Am Mittwoch will die EU-Kommisssion ihren Vorschlag für ein Wiederaufbauprogramm nach der Corona-Krise vorlegen. SPD-Europaparlamentarier Joachim Schuster sagt, worauf es dabei ankommt und warum an gemeinsamen Schulden kein Weg vorbeiführt.
von Kai Doering · 18. Mai 2020
Wichtig ist, dass mit einem europäishen Wiederaufbauprogramm für die Wirtschaft gleichzeitig auch Beschäftigung geschaffen wird, meint SPD-Europaparlamentarier Joachim Schuster.
Wichtig ist, dass mit einem europäishen Wiederaufbauprogramm für die Wirtschaft gleichzeitig auch Beschäftigung geschaffen wird, meint SPD-Europaparlamentarier Joachim Schuster.

Vor etwa zehn Jahren hat die Finanzkrise die EU erschüttert. Welche Lehren von damals können helfen, die Coronakrise zu meistern?

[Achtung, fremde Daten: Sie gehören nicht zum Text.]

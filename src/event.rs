// Copyright 2023 The Fuchsia Authors. All rights reserved.
// Use of this source code is governed by a BSD-style license that can be
// found in the LICENSE file.

use crate::{
    args::{args_size_words, Arg},
    error::WriteError,
    thread::{ProcessKoid, ThreadKoid},
    trace_header,
    writer::Writer,
    EVENT_RECORD_TYPE, MAX_RECORD_WORDS,
};
use std::io::Write;

const INSTANT_EVENT_TYPE: u8 = 0;
const COUNTER_EVENT_TYPE: u8 = 1;
const DURATION_BEGIN_EVENT_TYPE: u8 = 2;
const DURATION_END_EVENT_TYPE: u8 = 3;
const DURATION_COMPLETE_EVENT_TYPE: u8 = 4;
const ASYNC_BEGIN_EVENT_TYPE: u8 = 5;
const ASYNC_INSTANT_EVENT_TYPE: u8 = 6;
const ASYNC_END_EVENT_TYPE: u8 = 7;
const FLOW_BEGIN_EVENT_TYPE: u8 = 8;
const FLOW_STEP_EVENT_TYPE: u8 = 9;
const FLOW_END_EVENT_TYPE: u8 = 10;

/// Discriminates the event subtypes and carries the extra trailing word some
/// of them append after the argument data.
#[derive(Clone, Copy, Debug, PartialEq)]
enum EventPayload {
    Instant,
    Counter { counter_id: u64 },
    DurationBegin,
    DurationEnd,
    DurationComplete { end_timestamp: u64 },
    AsyncBegin { id: u64 },
    AsyncInstant { id: u64 },
    AsyncEnd { id: u64 },
    FlowBegin { id: u64 },
    FlowStep { id: u64 },
    FlowEnd { id: u64 },
}

impl EventPayload {
    fn event_type(&self) -> u8 {
        match self {
            Self::Instant => INSTANT_EVENT_TYPE,
            Self::Counter { .. } => COUNTER_EVENT_TYPE,
            Self::DurationBegin => DURATION_BEGIN_EVENT_TYPE,
            Self::DurationEnd => DURATION_END_EVENT_TYPE,
            Self::DurationComplete { .. } => DURATION_COMPLETE_EVENT_TYPE,
            Self::AsyncBegin { .. } => ASYNC_BEGIN_EVENT_TYPE,
            Self::AsyncInstant { .. } => ASYNC_INSTANT_EVENT_TYPE,
            Self::AsyncEnd { .. } => ASYNC_END_EVENT_TYPE,
            Self::FlowBegin { .. } => FLOW_BEGIN_EVENT_TYPE,
            Self::FlowStep { .. } => FLOW_STEP_EVENT_TYPE,
            Self::FlowEnd { .. } => FLOW_END_EVENT_TYPE,
        }
    }

    fn extra_word(&self) -> Option<u64> {
        match *self {
            Self::Instant | Self::DurationBegin | Self::DurationEnd => None,
            Self::Counter { counter_id } => Some(counter_id),
            Self::DurationComplete { end_timestamp } => Some(end_timestamp),
            Self::AsyncBegin { id }
            | Self::AsyncInstant { id }
            | Self::AsyncEnd { id }
            | Self::FlowBegin { id }
            | Self::FlowStep { id }
            | Self::FlowEnd { id } => Some(id),
        }
    }
}

trace_header! {
    EventHeader (EVENT_RECORD_TYPE) {
        u8, event_type: 16, 19;
        u8, arg_count: 20, 23;
        u8, thread_ref: 24, 31;
        u16, category_ref: 32, 47;
        u16, name_ref: 48, 63;
    }
}

impl<W: Write> Writer<W> {
    pub fn add_instant_event(
        &mut self,
        category: &str,
        name: &str,
        process: ProcessKoid,
        thread: ThreadKoid,
        timestamp: u64,
        args: &[Arg<'_>],
    ) -> Result<(), WriteError> {
        self.add_event(category, name, process, thread, timestamp, EventPayload::Instant, args)
    }

    pub fn add_counter_event(
        &mut self,
        category: &str,
        name: &str,
        process: ProcessKoid,
        thread: ThreadKoid,
        timestamp: u64,
        counter_id: u64,
        args: &[Arg<'_>],
    ) -> Result<(), WriteError> {
        let payload = EventPayload::Counter { counter_id };
        self.add_event(category, name, process, thread, timestamp, payload, args)
    }

    pub fn add_duration_begin_event(
        &mut self,
        category: &str,
        name: &str,
        process: ProcessKoid,
        thread: ThreadKoid,
        timestamp: u64,
        args: &[Arg<'_>],
    ) -> Result<(), WriteError> {
        self.add_event(category, name, process, thread, timestamp, EventPayload::DurationBegin, args)
    }

    pub fn add_duration_end_event(
        &mut self,
        category: &str,
        name: &str,
        process: ProcessKoid,
        thread: ThreadKoid,
        timestamp: u64,
        args: &[Arg<'_>],
    ) -> Result<(), WriteError> {
        self.add_event(category, name, process, thread, timestamp, EventPayload::DurationEnd, args)
    }

    /// A whole span in one record: `timestamp` is when the span began,
    /// `end_timestamp` when it finished.
    pub fn add_duration_complete_event(
        &mut self,
        category: &str,
        name: &str,
        process: ProcessKoid,
        thread: ThreadKoid,
        timestamp: u64,
        end_timestamp: u64,
        args: &[Arg<'_>],
    ) -> Result<(), WriteError> {
        let payload = EventPayload::DurationComplete { end_timestamp };
        self.add_event(category, name, process, thread, timestamp, payload, args)
    }

    pub fn add_async_begin_event(
        &mut self,
        category: &str,
        name: &str,
        process: ProcessKoid,
        thread: ThreadKoid,
        timestamp: u64,
        async_id: u64,
        args: &[Arg<'_>],
    ) -> Result<(), WriteError> {
        let payload = EventPayload::AsyncBegin { id: async_id };
        self.add_event(category, name, process, thread, timestamp, payload, args)
    }

    pub fn add_async_instant_event(
        &mut self,
        category: &str,
        name: &str,
        process: ProcessKoid,
        thread: ThreadKoid,
        timestamp: u64,
        async_id: u64,
        args: &[Arg<'_>],
    ) -> Result<(), WriteError> {
        let payload = EventPayload::AsyncInstant { id: async_id };
        self.add_event(category, name, process, thread, timestamp, payload, args)
    }

    pub fn add_async_end_event(
        &mut self,
        category: &str,
        name: &str,
        process: ProcessKoid,
        thread: ThreadKoid,
        timestamp: u64,
        async_id: u64,
        args: &[Arg<'_>],
    ) -> Result<(), WriteError> {
        let payload = EventPayload::AsyncEnd { id: async_id };
        self.add_event(category, name, process, thread, timestamp, payload, args)
    }

    pub fn add_flow_begin_event(
        &mut self,
        category: &str,
        name: &str,
        process: ProcessKoid,
        thread: ThreadKoid,
        timestamp: u64,
        flow_id: u64,
        args: &[Arg<'_>],
    ) -> Result<(), WriteError> {
        let payload = EventPayload::FlowBegin { id: flow_id };
        self.add_event(category, name, process, thread, timestamp, payload, args)
    }

    pub fn add_flow_step_event(
        &mut self,
        category: &str,
        name: &str,
        process: ProcessKoid,
        thread: ThreadKoid,
        timestamp: u64,
        flow_id: u64,
        args: &[Arg<'_>],
    ) -> Result<(), WriteError> {
        let payload = EventPayload::FlowStep { id: flow_id };
        self.add_event(category, name, process, thread, timestamp, payload, args)
    }

    pub fn add_flow_end_event(
        &mut self,
        category: &str,
        name: &str,
        process: ProcessKoid,
        thread: ThreadKoid,
        timestamp: u64,
        flow_id: u64,
        args: &[Arg<'_>],
    ) -> Result<(), WriteError> {
        let payload = EventPayload::FlowEnd { id: flow_id };
        self.add_event(category, name, process, thread, timestamp, payload, args)
    }

    /// All event subtypes share a layout: header, timestamp, arguments, then
    /// the subtype's extra word if it has one. Category, name, and thread
    /// identity are interned before the header is assembled so their indices
    /// can be packed into it.
    fn add_event(
        &mut self,
        category: &str,
        name: &str,
        process: ProcessKoid,
        thread: ThreadKoid,
        timestamp: u64,
        payload: EventPayload,
        args: &[Arg<'_>],
    ) -> Result<(), WriteError> {
        let category_ref = self.get_or_intern_string(category)?;
        let name_ref = self.get_or_intern_string(name)?;
        let thread_ref = self.get_or_intern_thread(process, thread)?;

        let processed = self.preprocess_args(args)?;
        let arg_words = args_size_words(&processed);
        let extra = payload.extra_word();
        let size_words = 1 + 1 + arg_words + extra.map_or(0, |_| 1);
        if size_words > MAX_RECORD_WORDS {
            return Err(WriteError::RecordSizeTooLarge { words: size_words });
        }

        let mut header = EventHeader::empty();
        header.set_size_words(size_words as u16);
        header.set_event_type(payload.event_type());
        header.set_arg_count(args.len() as u8);
        header.set_thread_ref(thread_ref.get());
        header.set_category_ref(category_ref.get());
        header.set_name_ref(name_ref.get());
        self.write_word(header.raw())?;
        self.write_word(timestamp)?;
        self.emit_args(args, &processed)?;
        if let Some(extra) = extra {
            self.write_word(extra)?;
        }
        Ok(())
    }
}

Es ist nicht ganz einfach, Parallelen zwischen der Coronakrise heute und der Finanzkrise von 2008 und 2009 zu ziehen, weil letztere rein ökonomisch bedingt war und auch unterschiedlich auf einzelne Staaten gewirkt hat. Wichtig ist aber heute wie damals, dass alle Staaten die Möglichkeit erhalten, gut aus der Krise herauszukommen und die Krise nicht zu einer Vertiefung der Unterschiede zwischen den Mitgliedstaaten führt. Ich hoffe sehr, das gelingt uns diesmal besser als damals.

Die EU-Kommission hat für den 27. Mai einen Billionen schweren Wiederaufbauplan nach Corona angekündigt. Hat es ein vergleichbares Programm in der Geschichte der Europäischen Union schon einmal gegeben?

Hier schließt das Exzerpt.